Environmental sampling

For environmental sampling, the sample size will be based on logistical feasibility to ensure that samples can be processed in the laboratory on the same day of collection. As a result, only villages that have a driving time from the laboratory of two to three hours or less will be included in sample collection. Additionally, sample collection will be limited to a maximum of 15 households per village. In villages that have more than 15 households with children < 5 years, households for sample collection will be randomly selected. The procedure followed at endline will be similar to the procedure followed at baseline.

Process evaluation

Surveys will be completed in a subset of intervention villages, dependent upon resources and travel logistics, to document fidelity and reach for each type of intervention activity delivered. In-depth interviews (IDIs) will be conducted with both Gram Vikas mobilizers and participants to capture their perspective and feedback on the intervention, as well as contextual factors that impacted delivery. Approximately 30 caregivers and each Gram Vikas mobilizer will be interviewed. More or fewer participants may be interviewed depending on saturation of findings. The caregivers will be purposively selected based on certain characteristics, such as their child’s age, in order to capture a range of perspectives. To act as a check on delivery and as another measure of reach, the endline trial survey will include questions for intervention households about participation in the activities. To assess spillover, control households will be asked questions about whether or not any activities related to CFM took place in their village and if they have ever heard of or seen a latrine training mat.

Village selection and random allocation

We randomly selected 74 villages from a sample frame of 501 MANTRA villages in Ganjam and Gajapati districts. Following baseline data collection, author GDS used stratified randomization to allocate villages into intervention or control arm on a 1:1 basis (Fig. 1). A computer-based random number generator was used to complete the allocation. Villages were categorized into one of five distinct geographic-demographic (‘geo-demo’) groups, which served as the stratification variable to ensure balance on a wide range of factors.

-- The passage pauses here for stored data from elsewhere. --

//! # Fraudlens Graph
//!
//! The algorithmic core of the dashboard: turns a high-risk
//! transaction subset into an account↔merchant bipartite graph and
//! computes a deterministic 2-D force-directed layout for rendering.
//!
//! Pipeline: `filter_high_risk` → `RelationGraph::from_transactions` →
//! `spring_layout` → `extract`.

#![warn(missing_docs)]
#![warn(clippy::all)]

pub mod builder;
pub mod extract;
pub mod layout;
pub mod types;

/// Prelude for convenient imports.
pub mod prelude {
    pub use crate::builder::*;
    pub use crate::extract::*;
    pub use crate::layout::*;
    pub use crate::types::*;
}

pub use builder::filter_high_risk;
pub use extract::{extract, EdgeSegment, NetworkView, NodePoint};
pub use layout::{spring_layout, spring_layout_with_budget, Point};
pub use types::{GraphEdge, GraphNode, NodeRole, RelationGraph};
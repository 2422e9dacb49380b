//! # Fraudlens
//!
//! A live-refreshing payment-fraud monitoring core. Synthesizes a
//! random transaction sample on a TTL'd cache and computes, per render
//! cycle: header KPIs, geographic distribution, hourly trend,
//! leaderboards, a filtered table, and an account↔merchant
//! relationship graph with a deterministic force-directed layout.
//!
//! There is no detection logic and no I/O surface: the output of a
//! cycle is a [`DashboardSnapshot`] of plain data structures handed to
//! an external rendering layer.
//!
//! ## Quick Start
//!
//! ```rust
//! use fraudlens::{Dashboard, DashboardConfig};
//!
//! let mut dashboard = Dashboard::new(DashboardConfig::default()).unwrap();
//! let snapshot = dashboard.render_cycle().unwrap();
//! assert_eq!(snapshot.kpis.total, 1200);
//! ```

#![warn(missing_docs)]
#![warn(clippy::all)]

pub mod dashboard;

// Re-export member crates
pub use fraudlens_analytics as analytics;
pub use fraudlens_core as core;
pub use fraudlens_data as data;
pub use fraudlens_graph as graph;

// Re-export the main entry points
pub use dashboard::{Dashboard, DashboardSnapshot};
pub use fraudlens_core::{DashboardConfig, FraudlensError, Result};

/// Prelude for convenient imports.
pub mod prelude {
    pub use crate::dashboard::*;
    pub use fraudlens_analytics::prelude::*;
    pub use fraudlens_core::prelude::*;
    pub use fraudlens_data::prelude::*;
    pub use fraudlens_graph::prelude::*;
}
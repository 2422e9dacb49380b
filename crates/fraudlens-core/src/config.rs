//! Dashboard configuration.

use crate::error::{FraudlensError, Result};
use crate::types::{RISK_SCORE_MAX, RISK_SCORE_MIN};
use serde::{Deserialize, Serialize};
use std::time::Duration;

/// Tuning parameters for a dashboard instance.
///
/// Defaults mirror the production dashboard: a 1200-row synthetic
/// sample refreshed every 30 seconds, a risk threshold of 800 with at
/// most 60 transactions feeding the relationship graph, and a seeded
/// spring layout with `k = 0.8`.
#[derive(Debug, Clone, Serialize, Deserialize)]
pub struct DashboardConfig {
    /// Number of transactions per generated sample batch.
    pub sample_size: usize,
    /// Time-to-live of a sample batch before wholesale regeneration.
    pub cache_ttl: Duration,
    /// Minimum risk score for a transaction to enter the graph.
    pub risk_threshold: u32,
    /// Upper bound on transactions feeding graph construction.
    pub graph_sample_bound: usize,
    /// Seed for layout initialization and subset sampling.
    pub layout_seed: u64,
    /// Spring constant (ideal edge length scale) for the layout.
    pub spring_k: f64,
    /// Iteration budget for the force simulation.
    pub layout_iterations: u32,
}

impl Default for DashboardConfig {
    fn default() -> Self {
        Self {
            sample_size: 1200,
            cache_ttl: Duration::from_secs(30),
            risk_threshold: 800,
            graph_sample_bound: 60,
            layout_seed: 42,
            spring_k: 0.8,
            layout_iterations: 50,
        }
    }
}

impl DashboardConfig {
    /// Create a config with default values.
    #[must_use]
    pub fn new() -> Self {
        Self::default()
    }

    /// Set the sample batch size.
    #[must_use]
    pub fn with_sample_size(mut self, n: usize) -> Self {
        self.sample_size = n;
        self
    }

    /// Set the cache time-to-live.
    #[must_use]
    pub fn with_cache_ttl(mut self, ttl: Duration) -> Self {
        self.cache_ttl = ttl;
        self
    }

    /// Set the graph risk threshold.
    #[must_use]
    pub fn with_risk_threshold(mut self, threshold: u32) -> Self {
        self.risk_threshold = threshold;
        self
    }

    /// Set the graph sample bound.
    #[must_use]
    pub fn with_graph_sample_bound(mut self, bound: usize) -> Self {
        self.graph_sample_bound = bound;
        self
    }

    /// Set the layout seed.
    #[must_use]
    pub fn with_layout_seed(mut self, seed: u64) -> Self {
        self.layout_seed = seed;
        self
    }

    /// Set the spring constant.
    #[must_use]
    pub fn with_spring_k(mut self, k: f64) -> Self {
        self.spring_k = k;
        self
    }

    /// Validate the configuration.
    ///
    /// # Errors
    ///
    /// Returns `FraudlensError::ConfigError` when a parameter is out of
    /// its valid range.
    pub fn validate(&self) -> Result<()> {
        if self.sample_size == 0 {
            return Err(FraudlensError::config("sample_size must be non-zero"));
        }
        if self.risk_threshold < RISK_SCORE_MIN || self.risk_threshold > RISK_SCORE_MAX {
            return Err(FraudlensError::config(format!(
                "risk_threshold {} outside [{RISK_SCORE_MIN}, {RISK_SCORE_MAX}]",
                self.risk_threshold
            )));
        }
        if !self.spring_k.is_finite() || self.spring_k <= 0.0 {
            return Err(FraudlensError::config("spring_k must be positive"));
        }
        if self.layout_iterations == 0 {
            return Err(FraudlensError::config("layout_iterations must be non-zero"));
        }
        Ok(())
    }
}
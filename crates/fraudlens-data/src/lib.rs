//! # Fraudlens Data
//!
//! Synthetic transaction data for the monitoring core:
//! - `SampleGenerator` - seeded random transaction batches
//! - `SampleCache` - TTL'd batch holder, regenerated wholesale on read
//!   after expiry

#![warn(missing_docs)]
#![warn(clippy::all)]

pub mod cache;
pub mod generator;

/// Prelude for convenient imports.
pub mod prelude {
    pub use crate::cache::*;
    pub use crate::generator::*;
}

pub use cache::SampleCache;
pub use generator::SampleGenerator;
//! Hourly trend and risk-score distribution.

use fraudlens_core::types::{Transaction, RISK_SCORE_MAX, RISK_SCORE_MIN};
use serde::{Deserialize, Serialize};

/// Number of bins in the risk-score histogram.
pub const HISTOGRAM_BINS: usize = 20;

/// Fraud attempts observed in one hour of the day.
#[derive(Debug, Clone, Copy, PartialEq, Eq, Serialize, Deserialize)]
pub struct HourlyPoint {
    /// Hour of day, 0-23.
    pub hour: u8,
    /// Transaction count in that hour.
    pub count: usize,
}

/// One bucket of the risk-score histogram.
#[derive(Debug, Clone, Copy, PartialEq, Serialize, Deserialize)]
pub struct RiskBucket {
    /// Inclusive lower bound of the bucket.
    pub lower: u32,
    /// Exclusive upper bound (inclusive for the last bucket).
    pub upper: u32,
    /// Transactions falling in the bucket.
    pub count: usize,
}

/// Transaction counts per hour of day, all 24 hours present.
#[must_use]
pub fn hourly_trend(transactions: &[Transaction]) -> Vec<HourlyPoint> {
    let mut counts = [0usize; 24];
    for tx in transactions {
        counts[tx.hour_of_day() as usize] += 1;
    }
    counts
        .iter()
        .enumerate()
        .map(|(hour, &count)| HourlyPoint {
            hour: hour as u8,
            count,
        })
        .collect()
}

/// Fixed-width risk-score histogram over [500, 1000].
#[must_use]
pub fn risk_histogram(transactions: &[Transaction]) -> Vec<RiskBucket> {
    let span = RISK_SCORE_MAX - RISK_SCORE_MIN;
    let width = span / HISTOGRAM_BINS as u32;
    let mut buckets: Vec<RiskBucket> = (0..HISTOGRAM_BINS)
        .map(|i| RiskBucket {
            lower: RISK_SCORE_MIN + i as u32 * width,
            upper: RISK_SCORE_MIN + (i as u32 + 1) * width,
            count: 0,
        })
        .collect();

    for tx in transactions {
        let clamped = tx.risk_score.clamp(RISK_SCORE_MIN, RISK_SCORE_MAX);
        let idx = (((clamped - RISK_SCORE_MIN) / width) as usize).min(HISTOGRAM_BINS - 1);
        buckets[idx].count += 1;
    }
    buckets
}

Villages in each ‘geo-demo’ group have a distinct set of characteristics with regard to their geography (coastal, hilly, tableland, etc.), predominant religion and caste, village size, market access and other characteristics. The ‘geo-demo’ groups mostly align with the ‘block’ level administrative unit (a district subdivision), with several blocks falling under each group. As such, three of the ‘geo-demo’ groups are located entirely in Ganjam district while the remaining two are in Gajapati district. We used replacement re-randomization to ensure balance on two a priori specified variables: number of eligible households per village and village-level baseline reported safe disposal of child feces. We used the Mann-Whitney U Test to test if the distribution of villages on these two variables was not significantly different between the study arms. We also used an independent samples t-test to test if the mean baseline reported safe disposal of child feces was not significantly different between the study arms. The a priori balance criteria were met with the first randomization attempt. Participants and study investigators will not be blinded to village treatment assignment.

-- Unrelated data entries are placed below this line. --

//! Geographic distribution of fraud activity.

use fraudlens_core::types::Transaction;
use serde::{Deserialize, Serialize};
use std::collections::HashMap;

/// Map coordinates (latitude, longitude) per known governorate.
pub const CITY_COORDS: &[(&str, f64, f64)] = &[
    ("Cairo", 30.0444, 31.2357),
    ("Giza", 30.0131, 31.2089),
    ("Alexandria", 31.2001, 29.9187),
    ("Dakahlia", 31.0467, 31.3785),
    ("Sharqia", 30.5972, 31.5021),
    ("Qalyubia", 30.3292, 31.2089),
    ("Beheira", 31.0333, 30.4667),
    ("Monufia", 30.5972, 30.9876),
    ("Asyut", 27.1810, 31.1837),
    ("Sohag", 26.5591, 31.6957),
];

/// Fraud activity observed in one city.
#[derive(Debug, Clone, PartialEq, Serialize, Deserialize)]
pub struct CityStat {
    /// City name.
    pub city: String,
    /// Latitude.
    pub lat: f64,
    /// Longitude.
    pub lon: f64,
    /// Transaction count.
    pub count: usize,
}

/// Per-city transaction counts joined with map coordinates.
///
/// Cities without a coordinate entry are skipped. Output is sorted by
/// count descending, then city name for a stable order.
#[must_use]
pub fn city_distribution(transactions: &[Transaction]) -> Vec<CityStat> {
    let mut counts: HashMap<&str, usize> = HashMap::new();
    for tx in transactions {
        *counts.entry(tx.city.as_str()).or_insert(0) += 1;
    }

    let mut stats: Vec<CityStat> = CITY_COORDS
        .iter()
        .filter_map(|&(city, lat, lon)| {
            counts.get(city).map(|&count| CityStat {
                city: city.to_string(),
                lat,
                lon,
                count,
            })
        })
        .collect();

    stats.sort_by(|a, b| b.count.cmp(&a.count).then_with(|| a.city.cmp(&b.city)));
    stats
}

#[cfg(test)]
mod tests {
    use super::*;
    use fraudlens_core::types::{FraudType, TxStatus};

    fn tx(city: &str) -> Transaction {
        Transaction {
            id: "TX1".to_string(),
            account_id: "AC1".to_string(),
            merchant: "Noon".to_string(),
            city: city.to_string(),
            amount: 100.0,
            risk_score: 800,
            fraud_type: FraudType::BotAttack,
            status: TxStatus::Review,
            timestamp: 1_700_000_000,
        }
    }

    #[test]
    fn test_counts_and_order() {
        let batch = vec![tx("Cairo"), tx("Giza"), tx("Cairo"), tx("Cairo"), tx("Giza")];
        let stats = city_distribution(&batch);
        assert_eq!(stats.len(), 2);
        assert_eq!(stats[0].city, "Cairo");
        assert_eq!(stats[0].count, 3);
        assert_eq!(stats[1].count, 2);
    }

    #[test]
    fn test_unknown_city_skipped() {
        let batch = vec![tx("Atlantis"), tx("Cairo")];
        let stats = city_distribution(&batch);
        assert_eq!(stats.len(), 1);
        assert_eq!(stats[0].city, "Cairo");
    }

    #[test]
    fn test_coordinates_joined() {
        let stats = city_distribution(&[tx("Alexandria")]);
        assert!((stats[0].lat - 31.2001).abs() < 1e-9);
        assert!((stats[0].lon - 29.9187).abs() < 1e-9);
    }

    #[test]
    fn test_empty_batch() {
        assert!(city_distribution(&[]).is_empty());
    }
}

Data and sample collection

Trial

Baseline and endline data collection will be carried out by a team of enumerators and supervised by a local research manager. All team members will be fluent speakers of the local language Odia. For baseline data collection, we conducted a week-long training followed by several days of pilot-testing in non-trial villages, and the same will be done before endline. Throughout the training, team members provide critical feedback on both data collection logistics and the survey tool, especially with regard to question construction (ease of comprehension, colloquial phrasing, etc.), Odia translation, skip patterns, and more (see Supplemental File 2 for the baseline survey tool). For endline data collection, the team will not be informed of village intervention status, but it may be possible for them to infer due to the visible components of the intervention or survey questions related to the intervention.

During both baseline and endline data collection, the enumerator teams will attempt to survey all eligible households within the study village. The target respondent is the primary caregiver of the child < 5 years old. If the primary caregiver is not available then a secondary caregiver is asked to participate. After confirming eligibility and obtaining verbal consent from the participant, the enumerator will conduct the survey. Following the survey, the enumerator will ask to observe the household’s latrine and bathing room and complete a structured spot-check.

Environmental sampling and lab analysis

Household drinking water and hand rinse sample collection will be carried out during the baseline and endline data collection period by a team of enumerators trained in sterile collection techniques. For drinking water samples, enumerators will instruct caregivers to retrieve drinking water in the way that they would for a young child and pour it into a sterile Whirl-pak bag (Nasco, Fort Atkinson, WI, USA). Drinking water storage containers (if applicable) will also be observed by enumerators and any water treatment practices for the sampled water will be recorded. For hand rinse samples, a sample will be collected from the youngest child in the household who is < 5 years old, upon caregiver consent. If the youngest child is not available, then the hand rinse sample will be taken from an older child in the household who is also < 5 years old. If no child is available or the caregiver does not consent, the hand rinse sample will be requested from the caregiver. Prior to sample collection, the enumerators will observe the presence of any dirt on hands or under fingernails and record how much time has passed since the hands were last washed. To collect the hand rinse sample, the person being sampled will be asked to put each hand, one at a time, in a Whirl-pak bag pre-filled with 200 ml of sterile distilled water for 20 s while the enumerator massages the hand through the plastic bag. Collected samples will be stored in a cooler with ice packs for transport back to the laboratory. The samples will then be processed by trained lab technicians using membrane filtration techniques, and plates will be incubated to enumerate E. coli in the collected samples.

Process evaluation

A separate team of Gram Vikas staff will be trained by the Emory research team to document intervention activities. The staff member will sit-in on the activity and discretely fill-out a survey based on their observations, recording participant engagement and whether each specific activity step was completed. As part of a data quality check, a trained Emory research assistant (RA) will also aim to observe at least one activity observed by each Gram Vikas data collector for each of the three meeting intervention activities.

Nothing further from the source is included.